Saturday, September 15, 2018

Nena, La Jefita, by Antonio SolisGomez

Nena's Children. Top L to R Raul, Maria, Miguel, Jesus (Tito) Bottom L Robert and Me

It’s not surprising that 'chinga tu madre' is the most despicable slur that a Chicanx can hurl or receive, a person’s mother being sacrosanct, inviolable, above reproach. It's this way not because a cultural norm or a Catholic canon decrees it, which it does, but rather because Chicanx mothers can be so loving and protective of their sons and daughters that it engenders in their children such awe and respect that they will go to any means to protect her in return.

It is therefore, a challenge to write objectively about one’s mamá, the subject fraught with a floodgate of memories so wrought with emotion that it overwhelms the intent. Nevertheless on this week of my Jefita’s 99th year of life, I write to honor her life and her role as mother, in this way.

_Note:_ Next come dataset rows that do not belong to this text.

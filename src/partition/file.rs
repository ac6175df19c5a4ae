//! A file inside a partition.

use crate::source::{ByteSource, SourceRef};
use crate::{Error, Result};

/// Read-only window over one file's bytes.
///
/// Positions are relative to the start of the file. Reads stop at the end
/// of the file instead of running into whatever follows it on the disc.
#[derive(Debug)]
pub struct PartitionFile {
    disc: SourceRef,
    offset: u64,
    size: u64,
    pos: u64,
}

impl PartitionFile {
    /// The caller has already checked that the window lies inside `disc`.
    pub(crate) fn new(disc: SourceRef, offset: u64, size: u64) -> Self {
        Self {
            disc,
            offset,
            size,
            pos: 0,
        }
    }

    /// Absolute offset of the file in the disc source.
    pub fn offset(&self) -> u64 {
        self.offset
    }

    /// Read the whole file.
    pub fn read_all(&self) -> Result<Vec<u8>> {
        self.disc.read_vec_at(self.offset, self.size as usize)
    }
}

impl ByteSource for PartitionFile {
    fn read(&mut self, buf: &mut [u8]) -> Result<usize> {
        let len = buf.len().min((self.size - self.pos) as usize);
        if len == 0 {
            return Ok(0);
        }
        let n = self
            .disc
            .seek_and_read(self.offset + self.pos, &mut buf[..len])?;
        self.pos += n as u64;
        Ok(n)
    }

    fn seek(&mut self, pos: u64) -> Result<()> {
        if pos > self.size {
            return Err(Error::InvalidRange);
        }
        self.pos = pos;
        Ok(())
    }

    fn tell(&self) -> u64 {
        self.pos
    }

    fn size(&self) -> u64 {
        self.size
    }

    fn is_open(&self) -> bool {
        self.disc.is_open()
    }
}

#[cfg(test)]
mod tests {
    use std::io::Cursor;

    use super::*;

    #[test]
    fn reads_clamp_at_end_of_file() {
        let disc = SourceRef::from_reader(Cursor::new((0u8..32).collect::<Vec<_>>())).unwrap();
        let mut f = PartitionFile::new(disc, 8, 4);
        let mut buf = [0xFFu8; 8];
        assert_eq!(f.seek_and_read(2, &mut buf).unwrap(), 2);
        assert_eq!(&buf[..3], &[10, 11, 0xFF]);
        assert_eq!(f.read(&mut buf).unwrap(), 0);
        assert!(matches!(f.seek(5), Err(Error::InvalidRange)));
        assert_eq!(f.read_all().unwrap(), vec![8, 9, 10, 11]);
    }
}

Judged by the standards that reign in contemporary society, my jefita’s life was ordinary, nothing that she did made her stand out as someone special or accomplished in any way. She gave birth to five boys and one girl, they also ordinary in every sense, except that they all turned out to be hard working independent individuals with a refined sense of right and wrong.
left Raul, me, El Paso, Washington Park 1944

It’s in the last point that I will dwell, a quality that was paramount in her parenting and that is preeminent in the world of spirit, for in that realm worldly accomplishments are fleeting and temporal and it is only the virtues that one attains that are carried over into the next life. Thus the world is a stage, background if you will, at the foreground is the individual struggling to be a good and moral person. This background which is a person’s career, lifestyle, economic station, gender, ethnicity, religion, physical looks and nationality are washed away by death. What’s left is the person stripped of everything but his or her spiritual life, not religious life either but the basis for any religion: love, empathy, goodness, tolerance, compassion, honesty and truthfulness.

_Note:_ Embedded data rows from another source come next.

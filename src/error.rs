//! Library-wide error and result types.
//!
//! Every fallible operation in romkit returns [`Result`]. Callers that need
//! the flat negative result codes used by shell-integration layers can get
//! them from [`Error::code`]; the mapping is stable across calls.

use std::io;

/// Result alias used throughout romkit.
pub type Result<T> = std::result::Result<T, Error>;

/// Negative errno-style codes returned by [`Error::code`].
pub mod code {
    /// Requested sub-resource is not present.
    pub const ENOENT: i32 = -2;
    /// Short read, failed seek, or structural validation failure.
    pub const EIO: i32 = -5;
    /// The backing source is closed or was never opened.
    pub const EBADF: i32 = -9;
    /// A declared structure size exceeds a sanity ceiling.
    pub const ENOMEM: i32 = -12;
    /// A directory was requested where a file was expected.
    pub const EISDIR: i32 = -21;
    /// An offset or length falls outside the valid region.
    pub const ERANGE: i32 = -34;
    /// The operation is not supported by this object.
    pub const ENOTSUP: i32 = -95;
}

/// All errors the library can produce.
///
/// Error messages are kept intentionally terse; callers that need richer
/// context should wrap `Error` in their own type.
#[derive(Debug, thiserror::Error)]
pub enum Error {
    /// A magic/signature field did not match the expected value.
    #[error("bad magic value")]
    BadMagic,
    /// A format version is present in the data but not supported.
    #[error("unsupported version: {0}")]
    UnsupportedVersion(u8),
    /// The source ended before all expected bytes could be read.
    #[error("unexpected end of file")]
    UnexpectedEof,
    /// An offset or size field would read outside the valid region.
    #[error("invalid offset or size")]
    InvalidRange,
    /// A structural constraint was violated (message describes which one).
    #[error("parse error: {0}")]
    Parse(&'static str),
    /// An embedded checksum did not match the computed value.
    #[error("checksum mismatch")]
    ChecksumMismatch,
    /// The source handle is closed or the reader never opened.
    #[error("bad file descriptor")]
    BadDescriptor,
    /// Detection failed for this object; it never became valid.
    #[error("invalid or unsupported format")]
    InvalidFormat,
    /// The requested sub-resource does not exist for this object.
    #[error("no such entry")]
    NotFound,
    /// A directory entry was found where a file was requested.
    #[error("is a directory")]
    IsDirectory,
    /// A declared size exceeds the sanity ceiling for that structure.
    #[error("declared size {size} exceeds limit {limit}")]
    TooLarge { size: u64, limit: u64 },
    /// The operation is not available for this object.
    #[error("unsupported: {0}")]
    Unsupported(&'static str),
    /// An underlying I/O operation failed.
    #[error("I/O error: {0}")]
    Io(#[from] io::Error),
    /// LZ4 decompression failed.
    #[cfg(feature = "compression")]
    #[error("lz4 decompression failed")]
    Lz4,
}

impl Error {
    /// Stable negative result code for this error.
    pub fn code(&self) -> i32 {
        match self {
            Error::BadDescriptor => code::EBADF,
            Error::NotFound => code::ENOENT,
            Error::IsDirectory => code::EISDIR,
            Error::TooLarge { .. } => code::ENOMEM,
            Error::InvalidRange => code::ERANGE,
            Error::Unsupported(_) => code::ENOTSUP,
            Error::Io(e) => e.raw_os_error().map_or(code::EIO, |c| -c.abs()),
            _ => code::EIO,
        }
    }

    /// Rebuild an equivalent error for re-reporting a recorded failure.
    ///
    /// `io::Error` is not `Clone`, so recorded I/O failures come back with
    /// their kind preserved and the message dropped.
    pub(crate) fn duplicate(&self) -> Error {
        match self {
            Error::BadMagic => Error::BadMagic,
            Error::UnsupportedVersion(v) => Error::UnsupportedVersion(*v),
            Error::UnexpectedEof => Error::UnexpectedEof,
            Error::InvalidRange => Error::InvalidRange,
            Error::Parse(s) => Error::Parse(s),
            Error::ChecksumMismatch => Error::ChecksumMismatch,
            Error::BadDescriptor => Error::BadDescriptor,
            Error::InvalidFormat => Error::InvalidFormat,
            Error::NotFound => Error::NotFound,
            Error::IsDirectory => Error::IsDirectory,
            Error::TooLarge { size, limit } => Error::TooLarge {
                size: *size,
                limit: *limit,
            },
            Error::Unsupported(s) => Error::Unsupported(s),
            Error::Io(e) => Error::Io(io::Error::from(e.kind())),
            #[cfg(feature = "compression")]
            Error::Lz4 => Error::Lz4,
        }
    }
}

#[cfg(test)]
mod tests {
    use super::*;

    #[test]
    fn taxonomy_codes_are_stable() {
        assert_eq!(Error::BadDescriptor.code(), code::EBADF);
        assert_eq!(Error::InvalidFormat.code(), code::EIO);
        assert_eq!(Error::ChecksumMismatch.code(), code::EIO);
        assert_eq!(Error::NotFound.code(), code::ENOENT);
        assert_eq!(
            Error::TooLarge {
                size: 1 << 30,
                limit: 16 << 20
            }
            .code(),
            code::ENOMEM
        );
        assert_eq!(Error::NotFound.code(), Error::NotFound.code());
    }

    #[test]
    fn io_errors_without_os_code_map_to_eio() {
        let e = Error::from(io::Error::from(io::ErrorKind::UnexpectedEof));
        assert_eq!(e.code(), code::EIO);
        assert_eq!(e.duplicate().code(), code::EIO);
    }
}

Although she was a very loving mother she was not a person that her children could manipulate or of whom they could take advantage. She had high expectations and these were established early on and passed from the oldest to the youngest. The following two stories attest to this. When my oldest brother Ruly was in 2nd or 3rd grade, she was called to the school and told that her son was goofing off, not paying attention to the teacher and not doing his school work. As punishment my mother told Ruly that there would be no birthday celebration for him that year and if he didn’t shape up he would also miss out on Christmas. He changed fast! The other story was of a time Ruly hopped on a trailer hitched to the rear of a car, he fell off and the trailer ran over his leg. Mother ran out to the street and when she ascertained that he was unhurt, proceeded to spank him.
Nena clowning with Tito's Letterman Sweater

There were a lot of morality stories that she and my grandmother imparted that originated in the Mexican culture. One of them was the story of the woman who has just cooked a chicken when someone comes to her door and she hides the meal behind the door only to find out later when the guest has left, that the chicken has become a frog. Time and time again when we lived in El Paso we had many men from Juarez come to our door asking for food and mother would ways find something to give them. The moral was simple you share what you have with those who come to your home.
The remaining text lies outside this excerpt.